What to produce
From the first line to the last, please write out the data exactly.

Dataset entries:
BEGIN
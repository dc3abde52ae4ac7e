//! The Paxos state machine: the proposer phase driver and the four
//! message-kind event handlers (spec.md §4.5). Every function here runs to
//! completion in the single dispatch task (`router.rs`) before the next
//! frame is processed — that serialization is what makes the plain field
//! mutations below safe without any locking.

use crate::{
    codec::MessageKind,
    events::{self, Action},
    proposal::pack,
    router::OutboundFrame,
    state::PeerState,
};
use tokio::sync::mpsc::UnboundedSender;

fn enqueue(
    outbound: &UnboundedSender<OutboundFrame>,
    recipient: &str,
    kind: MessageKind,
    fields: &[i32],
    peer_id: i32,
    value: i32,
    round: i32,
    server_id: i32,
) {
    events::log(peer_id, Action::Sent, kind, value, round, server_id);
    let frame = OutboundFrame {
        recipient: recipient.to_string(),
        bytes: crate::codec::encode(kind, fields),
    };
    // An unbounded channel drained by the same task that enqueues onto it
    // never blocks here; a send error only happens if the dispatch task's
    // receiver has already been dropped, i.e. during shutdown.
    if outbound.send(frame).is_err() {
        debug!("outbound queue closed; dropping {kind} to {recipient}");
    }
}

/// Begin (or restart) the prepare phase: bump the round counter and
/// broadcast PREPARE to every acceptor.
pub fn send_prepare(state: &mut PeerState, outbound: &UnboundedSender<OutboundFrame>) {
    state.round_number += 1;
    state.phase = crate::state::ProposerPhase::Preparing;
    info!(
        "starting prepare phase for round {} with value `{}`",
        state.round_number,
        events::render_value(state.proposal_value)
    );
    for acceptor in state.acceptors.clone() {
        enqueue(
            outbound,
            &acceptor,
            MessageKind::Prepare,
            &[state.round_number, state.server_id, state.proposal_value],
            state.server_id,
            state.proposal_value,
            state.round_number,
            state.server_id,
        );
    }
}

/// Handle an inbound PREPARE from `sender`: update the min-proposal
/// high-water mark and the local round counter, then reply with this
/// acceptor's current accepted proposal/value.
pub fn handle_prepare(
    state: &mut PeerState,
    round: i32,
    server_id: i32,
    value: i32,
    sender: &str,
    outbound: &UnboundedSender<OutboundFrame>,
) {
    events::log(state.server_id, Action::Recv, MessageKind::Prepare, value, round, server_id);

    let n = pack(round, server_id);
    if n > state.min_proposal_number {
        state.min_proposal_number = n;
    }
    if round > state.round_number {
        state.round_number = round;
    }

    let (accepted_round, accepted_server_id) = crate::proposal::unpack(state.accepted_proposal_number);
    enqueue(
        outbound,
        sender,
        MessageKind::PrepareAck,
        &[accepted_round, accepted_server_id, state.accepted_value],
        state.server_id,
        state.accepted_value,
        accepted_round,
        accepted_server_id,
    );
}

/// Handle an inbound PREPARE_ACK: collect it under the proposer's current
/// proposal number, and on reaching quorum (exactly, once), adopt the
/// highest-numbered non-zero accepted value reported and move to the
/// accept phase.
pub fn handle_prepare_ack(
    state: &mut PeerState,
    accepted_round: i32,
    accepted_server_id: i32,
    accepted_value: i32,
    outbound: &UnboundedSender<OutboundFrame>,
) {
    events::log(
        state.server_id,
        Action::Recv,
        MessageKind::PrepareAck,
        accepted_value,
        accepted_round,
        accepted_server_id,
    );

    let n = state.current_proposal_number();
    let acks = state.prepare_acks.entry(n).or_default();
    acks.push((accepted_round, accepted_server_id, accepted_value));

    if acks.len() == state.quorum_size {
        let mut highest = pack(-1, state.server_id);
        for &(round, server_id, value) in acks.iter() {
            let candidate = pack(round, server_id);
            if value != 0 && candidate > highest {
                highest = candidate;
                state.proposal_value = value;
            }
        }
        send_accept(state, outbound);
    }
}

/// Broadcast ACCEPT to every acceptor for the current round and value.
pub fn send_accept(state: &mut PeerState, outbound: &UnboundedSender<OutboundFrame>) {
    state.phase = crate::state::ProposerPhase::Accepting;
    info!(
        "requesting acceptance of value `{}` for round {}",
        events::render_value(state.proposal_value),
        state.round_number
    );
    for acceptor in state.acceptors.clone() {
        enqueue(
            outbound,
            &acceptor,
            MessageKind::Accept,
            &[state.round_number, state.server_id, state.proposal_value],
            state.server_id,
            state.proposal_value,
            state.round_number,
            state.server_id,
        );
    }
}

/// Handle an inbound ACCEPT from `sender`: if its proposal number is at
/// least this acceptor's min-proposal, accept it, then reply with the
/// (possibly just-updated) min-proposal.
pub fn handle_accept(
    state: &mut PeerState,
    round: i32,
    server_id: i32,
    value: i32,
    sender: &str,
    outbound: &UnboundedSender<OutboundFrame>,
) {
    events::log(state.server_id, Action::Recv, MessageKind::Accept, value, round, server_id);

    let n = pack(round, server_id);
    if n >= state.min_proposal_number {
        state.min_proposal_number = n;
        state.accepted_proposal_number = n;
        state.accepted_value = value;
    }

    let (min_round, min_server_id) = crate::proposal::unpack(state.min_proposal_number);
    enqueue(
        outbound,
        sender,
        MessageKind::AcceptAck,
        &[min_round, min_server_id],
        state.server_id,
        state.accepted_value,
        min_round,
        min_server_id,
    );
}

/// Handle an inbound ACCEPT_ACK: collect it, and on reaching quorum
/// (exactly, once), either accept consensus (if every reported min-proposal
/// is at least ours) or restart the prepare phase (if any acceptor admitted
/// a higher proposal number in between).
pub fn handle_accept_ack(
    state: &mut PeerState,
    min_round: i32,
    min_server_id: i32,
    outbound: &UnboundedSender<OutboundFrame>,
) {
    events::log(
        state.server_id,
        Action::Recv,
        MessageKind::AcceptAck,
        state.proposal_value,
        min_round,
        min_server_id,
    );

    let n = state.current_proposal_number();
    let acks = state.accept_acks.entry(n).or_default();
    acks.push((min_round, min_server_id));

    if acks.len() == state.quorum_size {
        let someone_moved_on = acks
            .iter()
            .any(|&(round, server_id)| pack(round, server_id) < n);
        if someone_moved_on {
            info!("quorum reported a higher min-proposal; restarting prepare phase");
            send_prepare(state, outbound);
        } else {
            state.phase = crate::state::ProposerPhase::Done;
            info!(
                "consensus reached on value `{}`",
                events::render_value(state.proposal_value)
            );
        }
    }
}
END
Solution
repository dc3abde52ae4ac7e
//! The Paxos state machine: the proposer phase driver and the four
//! message-kind event handlers (spec.md §4.5). Every function here runs to
//! completion in the single dispatch task (`router.rs`) before the next
//! frame is processed — that serialization is what makes the plain field
//! mutations below safe without any locking.

use crate::{
    codec::MessageKind,
    events::{self, Action},
    proposal::pack,
    router::OutboundFrame,
    state::PeerState,
};
use tokio::sync::mpsc::UnboundedSender;

fn enqueue(
    outbound: &UnboundedSender<OutboundFrame>,
    recipient: &str,
    kind: MessageKind,
    fields: &[i32],
    peer_id: i32,
    value: i32,
    round: i32,
    server_id: i32,
) {
    events::log(peer_id, Action::Sent, kind, value, round, server_id);
    let frame = OutboundFrame {
        recipient: recipient.to_string(),
        bytes: crate::codec::encode(kind, fields),
    };
    // An unbounded channel drained by the same task that enqueues onto it
    // never blocks here; a send error only happens if the dispatch task's
    // receiver has already been dropped, i.e. during shutdown.
    if outbound.send(frame).is_err() {
        debug!("outbound queue closed; dropping {kind} to {recipient}");
    }
}

/// Begin (or restart) the prepare phase: bump the round counter and
/// broadcast PREPARE to every acceptor.
pub fn send_prepare(state: &mut PeerState, outbound: &UnboundedSender<OutboundFrame>) {
    state.round_number += 1;
    state.phase = crate::state::ProposerPhase::Preparing;
    info!(
        "starting prepare phase for round {} with value `{}`",
        state.round_number,
        events::render_value(state.proposal_value)
    );
    for acceptor in state.acceptors.clone() {
        enqueue(
            outbound,
            &acceptor,
            MessageKind::Prepare,
            &[state.round_number, state.server_id, state.proposal_value],
            state.server_id,
            state.proposal_value,
            state.round_number,
            state.server_id,
        );
    }
}

/// Handle an inbound PREPARE from `sender`: update the min-proposal
/// high-water mark and the local round counter, then reply with this
/// acceptor's current accepted proposal/value.
pub fn handle_prepare(
    state: &mut PeerState,
    round: i32,
    server_id: i32,
    value: i32,
    sender: &str,
    outbound: &UnboundedSender<OutboundFrame>,
) {
    events::log(state.server_id, Action::Recv, MessageKind::Prepare, value, round, server_id);

    let n = pack(round, server_id);
    if n > state.min_proposal_number {
        state.min_proposal_number = n;
    }
    if round > state.round_number {
        state.round_number = round;
    }

    let (accepted_round, accepted_server_id) = crate::proposal::unpack(state.accepted_proposal_number);
    enqueue(
        outbound,
        sender,
        MessageKind::PrepareAck,
        &[accepted_round, accepted_server_id, state.accepted_value],
        state.server_id,
        state.accepted_value,
        accepted_round,
        accepted_server_id,
    );
}

/// Handle an inbound PREPARE_ACK: collect it under the proposer's current
/// proposal number, and on reaching quorum (exactly, once), adopt the
/// highest-numbered non-zero accepted value reported and move to the
/// accept phase.
pub fn handle_prepare_ack(
    state: &mut PeerState,
    accepted_round: i32,
    accepted_server_id: i32,
    accepted_value: i32,
    outbound: &UnboundedSender<OutboundFrame>,
) {
    events::log(
        state.server_id,
        Action::Recv,
        MessageKind::PrepareAck,
        accepted_value,
        accepted_round,
        accepted_server_id,
    );

    let n = state.current_proposal_number();
    let acks = state.prepare_acks.entry(n).or_default();
    acks.push((accepted_round, accepted_server_id, accepted_value));

    if acks.len() == state.quorum_size {
        let mut highest = pack(-1, state.server_id);
        for &(round, server_id, value) in acks.iter() {
            let candidate = pack(round, server_id);
            if value != 0 && candidate > highest {
                highest = candidate;
                state.proposal_value = value;
            }
        }
        send_accept(state, outbound);
    }
}

/// Broadcast ACCEPT to every acceptor for the current round and value.
pub fn send_accept(state: &mut PeerState, outbound: &UnboundedSender<OutboundFrame>) {
    state.phase = crate::state::ProposerPhase::Accepting;
    info!(
        "requesting acceptance of value `{}` for round {}",
        events::render_value(state.proposal_value),
        state.round_number
    );
    for acceptor in state.acceptors.clone() {
        enqueue(
            outbound,
            &acceptor,
            MessageKind::Accept,
            &[state.round_number, state.server_id, state.proposal_value],
            state.server_id,
            state.proposal_value,
            state.round_number,
            state.server_id,
        );
    }
}

/// Handle an inbound ACCEPT from `sender`: if its proposal number is at
/// least this acceptor's min-proposal, accept it, then reply with the
/// (possibly just-updated) min-proposal.
pub fn handle_accept(
    state: &mut PeerState,
    round: i32,
    server_id: i32,
    value: i32,
    sender: &str,
    outbound: &UnboundedSender<OutboundFrame>,
) {
    events::log(state.server_id, Action::Recv, MessageKind::Accept, value, round, server_id);

    let n = pack(round, server_id);
    if n >= state.min_proposal_number {
        state.min_proposal_number = n;
        state.accepted_proposal_number = n;
        state.accepted_value = value;
    }

    let (min_round, min_server_id) = crate::proposal::unpack(state.min_proposal_number);
    enqueue(
        outbound,
        sender,
        MessageKind::AcceptAck,
        &[min_round, min_server_id],
        state.server_id,
        state.accepted_value,
        min_round,
        min_server_id,
    );
}

/// Handle an inbound ACCEPT_ACK: collect it, and on reaching quorum
/// (exactly, once), either accept consensus (if every reported min-proposal
/// is at least ours) or restart the prepare phase (if any acceptor admitted
/// a higher proposal number in between).
pub fn handle_accept_ack(
    state: &mut PeerState,
    min_round: i32,
    min_server_id: i32,
    outbound: &UnboundedSender<OutboundFrame>,
) {
    events::log(
        state.server_id,
        Action::Recv,
        MessageKind::AcceptAck,
        state.proposal_value,
        min_round,
        min_server_id,
    );

    let n = state.current_proposal_number();
    let acks = state.accept_acks.entry(n).or_default();
    acks.push((min_round, min_server_id));

    if acks.len() == state.quorum_size {
        let someone_moved_on = acks
            .iter()
            .any(|&(round, server_id)| pack(round, server_id) < n);
        if someone_moved_on {
            info!("quorum reported a higher min-proposal; restarting prepare phase");
            send_prepare(state, outbound);
        } else {
            state.phase = crate::state::ProposerPhase::Done;
            info!(
                "consensus reached on value `{}`",
                events::render_value(state.proposal_value)
            );
        }
    }
}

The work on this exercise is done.